Helicopter crash kills 3, puts transplant on hold | ajc.com
MIAMI — A helicopter that was on its way to retrieve a heart for transplant crashed in northern Florida, killing all three on board and leaving the transplant patient having to wait for another organ to become available.
A Clay County Sheriff’s deputy walks by smoldering brush on his way to wreckage from a helicopter crash in an area west of Green Cove Springs, Fla. Monday afternoon, Dec. 26, 2011. The helicopter was enroute to Gainesville from Mayo Clinic in Jacksonville to receive a heart for a transplant when it crashed. The three people who were in the helicopter died at the scene. (AP Photo/The Florida Times-Union, Kelly Jordan)
Clay County Sheriff’s officials create a staging area about 150 yards from wreckage from a helicopter crash in an area west of Green Cove Springs, Fla. Monday afternoon, Dec. 26, 2011. The helicopter was enroute to Gainesville from Mayo Clinic in Jacksonville to receive a heart for a transplant when it crashed. The three people who were in the helicopter died at the scene. (AP Photo/The Florida Times-Union, Kelly Jordan)
A Clay County fire official drives through smoldering brush on his way to wreckage from a helicopter crash in an area west of Green Cove Springs, Fla. Monday afternoon, Dec. 26, 2011. The helicopter was enroute to Gainesville from Mayo Clinic in Jacksonville to receive a heart for a transplant when it crashed. The three people who were in the helicopter died at the scene. (AP Photo/The Florida Times-Union, Kelly Jordan)
The helicopter departed from a Mayo Clinic in Jacksonville on Monday around 5:45 a.m. carrying a surgeon and a technician along with the pilot. But the helicopter never arrived at the Gainesville hospital, Shands at University of Florida, about 60 miles to the southwest, said Kathy Barbour, a spokeswoman for Mayo, which is based in Rochester, Minn.
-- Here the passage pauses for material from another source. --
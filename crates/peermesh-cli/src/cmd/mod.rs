//! Command implementations.

pub mod config;
pub mod init;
Killed were heart surgeon Dr. Luis Bonilla, procurement technician David Hines and the pilot, whose name wasn’t released.
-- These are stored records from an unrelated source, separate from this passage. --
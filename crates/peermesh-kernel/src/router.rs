//! Message router: one FIFO queue, one dispatch loop.
//!
//! Every envelope the node handles (decoded from a connection or sent
//! locally) is enqueued here and dispatched in arrival order:
//!
//! 0. addressed to another node → dropped (nodes never relay)
//! 1. `Handshake` → capabilities recorded, reply on request
//! 2. `Ping` → `Pong` on request
//! 3. `Pong` → pending ping completed, latency stored
//! 4. `Shutdown` → sender marked disconnected
//! 5. `ComponentStatus` / `DataSync` → every local component
//! 6. anything else → newest component registered for `component_type`
//!
//! Component errors, timeouts and panics are caught here and never stop the
//! loop.

use crate::heartbeat::PingTracker;
use crate::registry::ComponentRegistry;
use crate::supervisor::Supervisor;

use futures::FutureExt;
use peermesh_types::component::Component;
use peermesh_types::envelope::{Envelope, MessageKind, Payload};
use peermesh_types::peer::NodeInfo;
use peermesh_wire::{shutdown_requested, EnvelopeSink, PeerDirectory};
use serde::Serialize;
use std::any::Any;
use std::panic::AssertUnwindSafe;
use std::sync::atomic::{AtomicU64, Ordering};
use std::sync::Arc;
use std::time::Duration;
use tokio::sync::{mpsc, watch};
use tracing::{debug, error, info, trace, warn};

/// Router settings.
#[derive(Debug, Clone)]
pub struct RouterConfig {
    /// Upper bound on one `Component::process` call.
    pub process_timeout: Duration,
    /// Deliver `DataSync` envelopes.
    pub sync_enabled: bool,
}

impl Default for RouterConfig {
    fn default() -> Self {
        Self {
            process_timeout: Duration::from_secs(30),
            sync_enabled: true,
        }
    }
}

/// Why a component call failed.
#[derive(Debug, Clone, PartialEq)]
pub enum Failure {
    Error(String),
    Timeout,
    Panic(String),
}

impl std::fmt::Display for Failure {
    fn fmt(&self, f: &mut std::fmt::Formatter<'_>) -> std::fmt::Result {
        match self {
            Self::Error(e) => write!(f, "{e}"),
            Self::Timeout => write!(f, "timed out"),
            Self::Panic(msg) => write!(f, "panicked: {msg}"),
        }
    }
}

/// Why an envelope was dropped.
#[derive(Debug, Clone, PartialEq)]
pub enum DropReason {
    /// No `component_type` to route by.
    NoComponentType,
    /// No component registered for this type.
    NoComponent(String),
    /// `DataSync` while sync is disabled.
    SyncDisabled,
    /// A pong that matches no pending ping.
    UnmatchedPong,
    /// A reply was due but the envelope names no sender.
    NoSender,
    /// Writing to the mesh failed.
    SendFailed(String),
    /// Addressed to a different node.
    NotForThisNode(String),
}

/// What happened to one envelope.
#[derive(Debug, Clone, PartialEq)]
pub enum DispatchOutcome {
    /// A control message was consumed and answered.
    Replied,
    /// A control message was consumed.
    Handled,
    /// Offered to every local component.
    FannedOut { delivered: usize, failed: usize },
    /// Processed by one component.
    Delivered { component_id: String },
    /// The target component failed.
    Failed {
        component_id: String,
        failure: Failure,
    },
    Dropped(DropReason),
}

/// Running totals.
#[derive(Debug, Clone, Copy, Default, PartialEq, Eq, Serialize)]
pub struct RouterStats {
    pub dispatched: u64,
    pub dropped: u64,
    pub failed: u64,
}

/// Routes envelopes between the mesh and local components.
pub struct MessageRouter {
    node: NodeInfo,
    directory: PeerDirectory,
    components: ComponentRegistry,
    sink: Arc<dyn EnvelopeSink>,
    pings: Arc<PingTracker>,
    supervisor: Arc<Supervisor>,
    config: RouterConfig,
    queue: mpsc::UnboundedSender<Envelope>,
    dispatched: AtomicU64,
    dropped: AtomicU64,
    failed: AtomicU64,
}

impl MessageRouter {
    #[allow(clippy::too_many_arguments)]
    pub fn new(
        node: NodeInfo,
        directory: PeerDirectory,
        components: ComponentRegistry,
        sink: Arc<dyn EnvelopeSink>,
        pings: Arc<PingTracker>,
        supervisor: Arc<Supervisor>,
        config: RouterConfig,
        queue: mpsc::UnboundedSender<Envelope>,
    ) -> Self {
        Self {
            node,
            directory,
            components,
            sink,
            pings,
            supervisor,
            config,
            queue,
            dispatched: AtomicU64::new(0),
            dropped: AtomicU64::new(0),
            failed: AtomicU64::new(0),
        }
    }

    /// Queue an envelope for dispatch. Never blocks.
    pub fn enqueue(&self, envelope: Envelope) {
        if self.queue.send(envelope).is_err() {
            debug!("Router queue closed, envelope discarded");
        }
    }

    pub fn stats(&self) -> RouterStats {
        RouterStats {
            dispatched: self.dispatched.load(Ordering::Relaxed),
            dropped: self.dropped.load(Ordering::Relaxed),
            failed: self.failed.load(Ordering::Relaxed),
        }
    }

    /// Dispatch loop. Runs until shutdown or until every sender is gone.
    pub async fn run(
        self: Arc<Self>,
        mut inbound: mpsc::UnboundedReceiver<Envelope>,
        mut shutdown: watch::Receiver<bool>,
    ) {
        info!(node_id = %self.node.node_id, "Message router started");
        loop {
            let envelope = tokio::select! {
                envelope = inbound.recv() => match envelope {
                    Some(envelope) => envelope,
                    None => break,
                },
                _ = shutdown_requested(&mut shutdown) => break,
            };
            let id = envelope.id.clone();
            let outcome = self.dispatch(envelope).await;
            trace!(id = %id, outcome = ?outcome, "Dispatched");
        }
        debug!("Message router stopped");
    }

    /// Dispatch a single envelope.
    pub async fn dispatch(&self, envelope: Envelope) -> DispatchOutcome {
        self.dispatched.fetch_add(1, Ordering::Relaxed);
        let outcome = self.route(envelope).await;
        match &outcome {
            DispatchOutcome::Dropped(_) => {
                self.dropped.fetch_add(1, Ordering::Relaxed);
            }
            DispatchOutcome::Failed { .. } => {
                self.failed.fetch_add(1, Ordering::Relaxed);
            }
            _ => {}
        }
        outcome
    }

    async fn route(&self, envelope: Envelope) -> DispatchOutcome {
        if let Some(to) = envelope.to_node_id.as_deref() {
            if to != self.node.node_id {
                let reason = DropReason::NotForThisNode(to.to_string());
                return self.drop_envelope(&envelope, reason);
            }
        }

        match &envelope.kind {
            MessageKind::Handshake(handshake) => {
                let from = envelope
                    .from_node_id
                    .clone()
                    .unwrap_or_else(|| handshake.node_id.clone());
                self.directory
                    .update_capabilities(&from, handshake.capabilities.clone());
                debug!(peer = %from, "Handshake received");
                if envelope.requires_response {
                    let reply = Envelope::handshake(&self.node).to(from);
                    return self.reply(reply).await;
                }
                DispatchOutcome::Handled
            }
            MessageKind::Ping(_) => {
                if !envelope.requires_response {
                    return DispatchOutcome::Handled;
                }
                if envelope.from_node_id.is_none() {
                    return self.drop_envelope(&envelope, DropReason::NoSender);
                }
                self.reply(Envelope::pong(&envelope)).await
            }
            MessageKind::Pong(pong) => {
                match self
                    .pings
                    .complete(&pong.reply_to, envelope.from_node_id.as_deref())
                {
                    Some((node_id, rtt)) => {
                        self.directory.record_latency(&node_id, rtt);
                        trace!(peer = %node_id, rtt_us = rtt.as_micros() as u64, "Pong");
                        DispatchOutcome::Handled
                    }
                    None => self.drop_envelope(&envelope, DropReason::UnmatchedPong),
                }
            }
            MessageKind::Shutdown(shutdown) => {
                if let Some(from) = envelope.from_node_id.as_deref() {
                    info!(peer = %from, reason = %shutdown.reason, "Peer is shutting down");
                    self.directory.mark_disconnected(from);
                }
                DispatchOutcome::Handled
            }
            MessageKind::ComponentStatus(_) => {
                let outcome = self.fan_out(&envelope).await;
                if envelope.requires_response {
                    match envelope.from_node_id.as_deref() {
                        Some(from) if from != self.node.node_id => {
                            let reply = Envelope::component_status(self.status_snapshot()).to(from);
                            if let DispatchOutcome::Dropped(reason) = self.reply(reply).await {
                                debug!(reason = ?reason, "Status reply not sent");
                            }
                        }
                        _ => {}
                    }
                }
                outcome
            }
            MessageKind::DataSync(_) => {
                if !self.config.sync_enabled {
                    return self.drop_envelope(&envelope, DropReason::SyncDisabled);
                }
                self.fan_out(&envelope).await
            }
            MessageKind::Custom { .. } => self.deliver(&envelope).await,
        }
    }

    async fn reply(&self, reply: Envelope) -> DispatchOutcome {
        let to = reply.to_node_id.clone().unwrap_or_default();
        match self.sink.send(reply).await {
            Ok(_) => DispatchOutcome::Replied,
            Err(e) => {
                debug!(peer = %to, error = %e, "Reply not delivered");
                DispatchOutcome::Dropped(DropReason::SendFailed(e.to_string()))
            }
        }
    }

    fn drop_envelope(&self, envelope: &Envelope, reason: DropReason) -> DispatchOutcome {
        debug!(
            id = %envelope.id,
            message_type = envelope.message_type(),
            from = ?envelope.from_node_id,
            reason = ?reason,
            "Dropping envelope"
        );
        DispatchOutcome::Dropped(reason)
    }

    /// `{"node_id": .., "components": [..]}` for status replies.
    fn status_snapshot(&self) -> Payload {
        let mut payload = Payload::new();
        payload.insert("node_id".to_string(), self.node.node_id.clone().into());
        let components = serde_json::to_value(self.components.summaries())
            .unwrap_or_else(|_| serde_json::Value::Array(Vec::new()));
        payload.insert("components".to_string(), components);
        payload
    }

    async fn fan_out(&self, envelope: &Envelope) -> DispatchOutcome {
        let mut delivered = 0;
        let mut failed = 0;
        for component in self.components.all() {
            match self.invoke(&component, envelope).await {
                Ok(()) => delivered += 1,
                Err(_) => failed += 1,
            }
        }
        DispatchOutcome::FannedOut { delivered, failed }
    }

    async fn deliver(&self, envelope: &Envelope) -> DispatchOutcome {
        let Some(component_type) = envelope.component_type.as_deref() else {
            warn!(
                id = %envelope.id,
                message_type = envelope.message_type(),
                "Envelope has no component type, dropping"
            );
            return DispatchOutcome::Dropped(DropReason::NoComponentType);
        };
        let Some(component) = self.components.find_by_type(component_type) else {
            warn!(
                id = %envelope.id,
                component_type,
                "No component registered for type, dropping"
            );
            return DispatchOutcome::Dropped(DropReason::NoComponent(component_type.to_string()));
        };
        let component_id = component.id().to_string();
        match self.invoke(&component, envelope).await {
            Ok(()) => DispatchOutcome::Delivered { component_id },
            Err(failure) => DispatchOutcome::Failed {
                component_id,
                failure,
            },
        }
    }

    /// Call `process` with a timeout, turning errors and panics into a
    /// [`Failure`].
    async fn invoke(&self, component: &Arc<dyn Component>, envelope: &Envelope) -> Result<(), Failure> {
        let call = AssertUnwindSafe(component.process(envelope)).catch_unwind();
        let failure = match tokio::time::timeout(self.config.process_timeout, call).await {
            Ok(Ok(Ok(()))) => return Ok(()),
            Ok(Ok(Err(e))) => Failure::Error(e.to_string()),
            Ok(Err(panic)) => {
                self.supervisor.record_panic();
                Failure::Panic(panic_message(panic.as_ref()))
            }
            Err(_) => Failure::Timeout,
        };
        error!(
            component = component.id(),
            id = %envelope.id,
            message_type = envelope.message_type(),
            failure = %failure,
            "Component failed to process envelope"
        );
        Err(failure)
    }
}

fn panic_message(panic: &(dyn Any + Send)) -> String {
    if let Some(s) = panic.downcast_ref::<&str>() {
        (*s).to_string()
    } else if let Some(s) = panic.downcast_ref::<String>() {
        s.clone()
    } else {
        "unknown panic".to_string()
    }
}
The heart they were going to pick up could not be used in another transplant because its viability expired, and the patient who had been scheduled to receive it is waiting for a new organ, Mayo Clinic spokesman Layne Smith said.
The helicopter went down about 12 miles northeast of Palatka, Federal Aviation Administration spokeswoman Kathleen Bergen said. The town is about 40 miles east of Gainesville and about 45 miles south of Jacksonville.